A mortgage loan offers a borrower substantial funds that need to be paid within a given tenor, just like any other credit instrument. Individuals acquiring this credit must be responsible for its repayment so that their credit history does not get affected. Using a mortgage loan calculator can prove highly helpful for this matter.
The details in this article illustrate how a mortgage loan calculator helps plan out EMI repayments efficiently.
How does a mortgage loan calculator help plan out finances?
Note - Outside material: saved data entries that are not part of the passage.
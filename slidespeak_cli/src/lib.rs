pub mod api;
pub mod config;
pub mod deck;
pub mod error;
pub mod poller;
pub mod render;
pub mod shell;
pub mod store;

pub use error::{Error, Result};

use serde::{Deserialize, Serialize};
use std::fmt;

/// One row of the job log: the latest known state of a generation task.
#[derive(Debug, Serialize, Deserialize, Clone, PartialEq, Eq)]
pub struct JobRecord {
    pub task_id: String,
    #[serde(rename = "plain_text")]
    pub description: String,
    pub status: String,
    #[serde(rename = "url", default)]
    pub result_url: String,
}

impl JobRecord {
    pub fn pending(task_id: impl Into<String>, description: impl Into<String>) -> Self {
        Self {
            task_id: task_id.into(),
            description: description.into(),
            status: TaskState::Pending.to_string(),
            result_url: String::new(),
        }
    }

    pub fn state(&self) -> TaskState {
        TaskState::from(self.status.as_str())
    }

    pub fn has_url(&self) -> bool {
        !self.result_url.is_empty()
    }
}

/// Status values reported by the service. Anything other than the two
/// terminal values keeps the poll loop going.
#[derive(Debug, Clone, PartialEq, Eq)]
pub enum TaskState {
    Pending,
    Success,
    Failure,
    Other(String),
}

impl TaskState {
    pub fn is_terminal(&self) -> bool {
        matches!(self, TaskState::Success | TaskState::Failure)
    }
}

impl From<&str> for TaskState {
    fn from(value: &str) -> Self {
        match value {
            "PENDING" => TaskState::Pending,
            "SUCCESS" => TaskState::Success,
            "FAILURE" => TaskState::Failure,
            other => TaskState::Other(other.to_string()),
        }
    }
}

impl fmt::Display for TaskState {
    fn fmt(&self, f: &mut fmt::Formatter<'_>) -> fmt::Result {
        match self {
            TaskState::Pending => f.write_str("PENDING"),
            TaskState::Success => f.write_str("SUCCESS"),
            TaskState::Failure => f.write_str("FAILURE"),
            TaskState::Other(s) => f.write_str(s),
        }
    }
}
The formula for calculating mortgage loan EMI is:
EMI = [P x R x (1+R) ^N]/[(1+R) ^N-1]
P refers to the principal loan amount that an individual borrows
R denotes applicable mortgage loan rate
N stands for loan tenor or number of payable EMIs
A mortgage loan calculator is a user-friendly financial tool that uses the aforementioned formula and instantly calculates mortgage loan EMIs.Knowing the payable equated monthly instalments beforehand helps individuals plan out their finances.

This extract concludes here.